The dilemma is when we cook a steak, we want it cooked and juicy, so we want the constant-rate period to be as brief as possible. Cooking with a high dry-bulb temperature, with high humidity or, even better, with both-helps curtail this stage.
The third and final stage of drying, called the falling-rate period, begins once the surface of the food becomes dried out and the T-bones’s juices from the center no longer reach the surface to keep it wet. A crust forms and beneath the crust, the food is still moist, and evaporation continues. What happens next depends on whether the dry-bulb temperature is above or below the boiling point of water.
At dry-bulb temperatures below 100°C, the real baking temperature of the dry crust, as well as a narrow layer of still-moist food just beneath it, shoots up quickly to nearly match the oven temperature. The sudden rise occurs because evaporation slows. The dry crust thickens and traps water below it. Much of that confined water is tightly bound to the molecules of the food, so it cannot evaporate readily. As evaporation dwindles, so does its cooling effect.

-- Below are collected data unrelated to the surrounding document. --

// Snapshot models shared by the runtime client, the dashboard and the daemon

mod container;
mod image;
mod system;

pub use container::{ContainerSnapshot, ContainerState, ContainerStatsPatch, RestartPolicy};
pub use image::ImageSnapshot;
pub use system::{SystemSnapshot, aggregate_usage};
// Build-time version from Cargo.toml

/// Package version (from Cargo.toml).
pub const VERSION: &str = env!("CARGO_PKG_VERSION");

/// Package name (from Cargo.toml).
pub const NAME: &str = env!("CARGO_PKG_NAME");

/// `docktop version 0.3.0`
pub fn version_line() -> String {
    format!("{NAME} version {VERSION}")
}
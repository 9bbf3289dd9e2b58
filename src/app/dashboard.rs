// The dashboard controller

use super::event::{Command, Event, Fetch, FetchResult, Origin, Task};
use super::input::{Action, InputState, Mode};
use crate::config::DashboardConfig;
use crate::docker_repo::RuntimeError;
use crate::models::{ContainerSnapshot, RestartPolicy};
use crate::ui::layout::{self, DashboardLayout};
use crate::ui::{
    ContainersPanel, ImagesPanel, LogsPanel, Panel, StatsPanel, StatusLine, banner, help,
};
use crate::version::VERSION;
use ratatui::{Frame, layout::Rect};
use std::path::PathBuf;
use std::time::Duration;
use tracing::{debug, info, warn};

/// Owns every panel, the focused panel and the input mode, and never performs
/// I/O. [`Dashboard::handle`] folds one [`Event`] into state and returns the
/// [`Task`]s to run. Results arrive in any order, so each merge only touches
/// the data it carries and tolerates stale ids.
pub struct Dashboard {
    config: DashboardConfig,
    /// Where autostart changes are persisted; `None` keeps them in memory only.
    config_path: Option<PathBuf>,
    active: Panel,
    input: InputState,
    containers: ContainersPanel,
    images: ImagesPanel,
    logs: LogsPanel,
    stats: StatsPanel,
    error: Option<String>,
    area: Rect,
    quit: bool,
}

impl Dashboard {
    pub fn new(config: DashboardConfig, config_path: Option<PathBuf>) -> Self {
        let active = Panel::from(config.default_view);
        let stats = StatsPanel::new(config.graph_style);
        Self {
            config,
            config_path,
            active,
            input: InputState::default(),
            containers: ContainersPanel::new(),
            images: ImagesPanel::new(),
            logs: LogsPanel::new(),
            stats,
            error: None,
            area: Rect::default(),
            quit: false,
        }
    }

    fn tick_interval(&self) -> Duration {
        Duration::from_millis(self.config.refresh_rate_ms)
    }

    /// First tick plus one fetch of each list.
    pub fn initialize(&mut self) -> Vec<Task> {
        vec![
            Task::ScheduleTick(self.tick_interval()),
            Task::Fetch(Fetch::Containers),
            Task::Fetch(Fetch::Images),
            Task::Fetch(Fetch::System),
        ]
    }

    pub fn handle(&mut self, event: Event) -> Vec<Task> {
        let tasks = match event {
            Event::Resize { width, height } => {
                self.area = Rect::new(0, 0, width, height);
                Vec::new()
            }
            Event::Key(key) => match self.input.handle_key(key, self.active) {
                Some(action) => self.apply(action),
                None => Vec::new(),
            },
            Event::Tick => self.on_tick(),
            Event::Fetched(result) => self.merge(result),
            Event::CommandDone(command) => {
                info!(%command, "command completed");
                if command.affects_images() {
                    vec![Task::Fetch(Fetch::Images)]
                } else {
                    vec![Task::Fetch(Fetch::Containers)]
                }
            }
            Event::Failed { origin, error } => {
                self.on_failure(origin, error);
                Vec::new()
            }
        };
        self.relayout();
        tasks
    }

    fn on_tick(&mut self) -> Vec<Task> {
        let mut tasks = vec![
            Task::ScheduleTick(self.tick_interval()),
            Task::Fetch(Fetch::Containers),
            Task::Fetch(Fetch::System),
        ];
        tasks.extend(
            self.containers
                .items()
                .iter()
                .filter(|c| c.state.is_running())
                .map(|c| Task::Fetch(Fetch::Stats(c.id.clone()))),
        );
        if matches!(self.active, Panel::Containers | Panel::Logs) {
            if let Some(task) = self.follow_selection() {
                tasks.push(task);
            }
        }
        tasks
    }

    /// Point the log viewer at the selected container and fetch its logs.
    fn follow_selection(&mut self) -> Option<Task> {
        let selected = self.containers.selected()?;
        let (id, name) = (selected.id.clone(), selected.name.clone());
        self.logs.set_container(&id, &name);
        Some(Task::Fetch(Fetch::Logs {
            id,
            tail: self.config.log_lines,
        }))
    }

    fn merge(&mut self, result: FetchResult) -> Vec<Task> {
        match result {
            FetchResult::Containers(list) => {
                let list = self.prepare_containers(list);
                self.containers.set_items(list);
                self.stats.refresh_usage(self.containers.items());
                self.error = None;
            }
            FetchResult::Stats { id, stats } => {
                if self.containers.apply_stats(&id, &stats) {
                    self.stats.refresh_usage(self.containers.items());
                } else {
                    debug!(container = %id, "dropping stats for unknown container");
                }
            }
            FetchResult::Images(list) => self.images.set_items(list),
            FetchResult::System(snapshot) => {
                self.stats.record(snapshot, self.containers.items());
            }
            FetchResult::Logs { id, lines } => {
                if self.logs.container_id() == Some(id.as_str()) {
                    self.logs.set_lines(lines);
                } else {
                    debug!(container = %id, "discarding logs for a container no longer viewed");
                }
            }
        }
        Vec::new()
    }

    /// Mark autostart members and carry metrics over for ids still running,
    /// so a list refresh never zeroes numbers a stats result already filled in.
    fn prepare_containers(&self, mut list: Vec<ContainerSnapshot>) -> Vec<ContainerSnapshot> {
        for container in &mut list {
            container.autostart = self.is_autostart(container);
            if !container.state.is_running() {
                continue;
            }
            let previous = self
                .containers
                .items()
                .iter()
                .find(|old| old.id == container.id && old.state.is_running());
            if let Some(old) = previous {
                container.apply_stats(&old.stats());
            }
        }
        list
    }

    fn is_autostart(&self, container: &ContainerSnapshot) -> bool {
        self.config.is_autostart(&container.name) || self.config.is_autostart(&container.id)
    }

    fn on_failure(&mut self, origin: Origin, error: RuntimeError) {
        if let Origin::Fetch(Fetch::Stats(id)) = &origin {
            debug!(container = %id, error = %error, "stats fetch failed");
            return;
        }
        warn!(%origin, error = %error, "request failed");
        self.error = Some(format!("{origin}: {error}"));
    }

    fn apply(&mut self, action: Action) -> Vec<Task> {
        match action {
            Action::Quit => {
                self.quit = true;
                Vec::new()
            }
            Action::NextPanel => {
                self.active = self.active.next();
                Vec::new()
            }
            Action::Up => {
                self.navigate(-1);
                Vec::new()
            }
            Action::Down => {
                self.navigate(1);
                Vec::new()
            }
            Action::Start => self.container_command(|c| {
                (!c.state.is_running()).then(|| Command::Start(c.id.clone()))
            }),
            Action::Stop => self.container_command(|c| {
                c.state.is_running().then(|| Command::Stop(c.id.clone()))
            }),
            Action::Restart => self.container_command(|c| Some(Command::Restart(c.id.clone()))),
            Action::Remove => self.container_command(|c| {
                Some(Command::Remove {
                    id: c.id.clone(),
                    force: c.state.is_running(),
                })
            }),
            Action::ToggleAutostart => self.toggle_autostart(),
            Action::OpenLogs => {
                let task = self.follow_selection();
                if task.is_some() {
                    self.active = Panel::Logs;
                }
                task.into_iter().collect()
            }
            Action::BackToContainers => {
                self.active = Panel::Containers;
                Vec::new()
            }
            Action::ScrollToBottom => {
                self.logs.scroll_to_bottom();
                Vec::new()
            }
            Action::RemoveImage => match self.images.selected() {
                Some(image) => vec![Task::Command(Command::RemoveImage(image.id.clone()))],
                None => Vec::new(),
            },
            Action::ApplyFilter(filter) => {
                if self.active == Panel::Images {
                    self.images.set_filter(filter);
                } else {
                    self.containers.set_filter(filter);
                }
                Vec::new()
            }
            Action::PullImage(reference) => vec![Task::Command(Command::Pull(reference))],
        }
    }

    fn navigate(&mut self, delta: isize) {
        match self.active {
            Panel::Containers => self.containers.move_selection(delta),
            Panel::Images => self.images.move_selection(delta),
            Panel::Logs if delta < 0 => self.logs.scroll_up(),
            Panel::Logs => self.logs.scroll_down(),
            Panel::Stats => {}
        }
    }

    /// Build a command for the selected container (after filtering), if any.
    fn container_command(
        &self,
        build: impl FnOnce(&ContainerSnapshot) -> Option<Command>,
    ) -> Vec<Task> {
        self.containers
            .selected()
            .and_then(build)
            .map(Task::Command)
            .into_iter()
            .collect()
    }

    fn toggle_autostart(&mut self) -> Vec<Task> {
        let Some(selected) = self.containers.selected() else {
            return Vec::new();
        };
        let (id, name) = (selected.id.clone(), selected.name.clone());
        let enable = !self.is_autostart(selected);
        if enable {
            self.config.add_autostart(&name);
        } else {
            self.config.remove_autostart(&name);
            self.config.remove_autostart(&id);
        }
        self.save_config();

        let list: Vec<ContainerSnapshot> = self
            .containers
            .items()
            .iter()
            .cloned()
            .map(|mut c| {
                c.autostart = self.is_autostart(&c);
                c
            })
            .collect();
        self.containers.set_items(list);

        vec![Task::Command(Command::SetRestartPolicy {
            id,
            policy: RestartPolicy::for_autostart(enable),
        })]
    }

    /// Persist the config; failures are logged and otherwise ignored.
    fn save_config(&self) {
        let Some(path) = &self.config_path else {
            return;
        };
        if let Err(e) = self.config.save_to(path) {
            warn!(error = %e, path = %path.display(), "failed to save config");
        }
    }

    fn status_line(&self) -> Option<StatusLine> {
        match self.input.mode() {
            Mode::FilterEntry => Some(StatusLine::Prompt {
                label: "Filter",
                buffer: self.input.buffer().to_string(),
            }),
            Mode::PullImageEntry => Some(StatusLine::Prompt {
                label: "Pull image",
                buffer: self.input.buffer().to_string(),
            }),
            Mode::Normal => self.error.clone().map(StatusLine::Error),
        }
    }

    fn layout_for(&self, area: Rect) -> DashboardLayout {
        layout::compute(
            area,
            self.containers.items().len(),
            self.status_line().is_some(),
        )
    }

    /// Size the scrolling panels for the last known terminal area.
    fn relayout(&mut self) {
        let layout = self.layout_for(self.area);
        self.containers.set_visible_rows(layout.container_rows());
        self.images.set_visible_rows(layout.image_rows());
        self.logs.set_visible_rows(layout.log_rows());
    }

    pub fn render(&self, frame: &mut Frame) {
        let layout = self.layout_for(frame.area());
        banner::render(frame, layout.banner, VERSION);
        self.stats
            .render(frame, layout.stats, self.active == Panel::Stats);
        self.images
            .render(frame, layout.images, self.active == Panel::Images);
        self.containers
            .render(frame, layout.containers, self.active == Panel::Containers);
        self.logs
            .render(frame, layout.logs, self.active == Panel::Logs);
        if let (Some(status), Some(area)) = (self.status_line(), layout.status) {
            status.render(frame, area);
        }
        help::render(frame, layout.help, self.active);
    }

    pub fn should_quit(&self) -> bool {
        self.quit
    }

    pub fn active_panel(&self) -> Panel {
        self.active
    }

    pub fn mode(&self) -> Mode {
        self.input.mode()
    }

    pub fn error(&self) -> Option<&str> {
        self.error.as_deref()
    }

    pub fn config(&self) -> &DashboardConfig {
        &self.config
    }

    pub fn containers(&self) -> &ContainersPanel {
        &self.containers
    }

    pub fn images(&self) -> &ImagesPanel {
        &self.images
    }

    pub fn logs(&self) -> &LogsPanel {
        &self.logs
    }

    pub fn stats(&self) -> &StatsPanel {
        &self.stats
    }
}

Things work a little differently when the dry- bulb temperature in the oven is above 100°C, as is typical for baking. Once a dry crust appears on the food, a boiling zone forms beneath that crust. The food in that region cannot get any hotter than the boiling point of water until nearly all the water there evaporates.
On the other hand, the same hot oven does wonders for the crust. As the crust heats up to the dry-bulb temperature of the oven air, it undergoes a cascade of complex chemical reactions that usually include the Maillard reaction. The resulting pigments paint a golden color over the crust of everything from baking bread to “roasting” meat or simply grilling.
These chemical changes occur at temperatures above 130°C a typical temperatures would burn the crust were it not for wafts of steam and a trickle of juices continually percolating up from the boiling zone. Together, they provide just enough moisture to cool the browning surface long enough for baking to finish. They also provide a steady supply of chemical ingredients dissolved sugars, proteins, oils, and other reactive molecules for the flavorful reactions occurring at the crust that make baking, well, baking.
In the end, its your choice, and it is dependent on what you temperature you use in your water bath, and the searing process, and when and how you spice the surface of the meat, and most importantly how you sear the steak, and critically the finishing of the T-bone in the oven, with or without oven moisture. Of course if you brine the meat, it will have another effect. To make the perfect T-bone it takes some science and practice to get it right, and as they say, “practice makes it perfect”.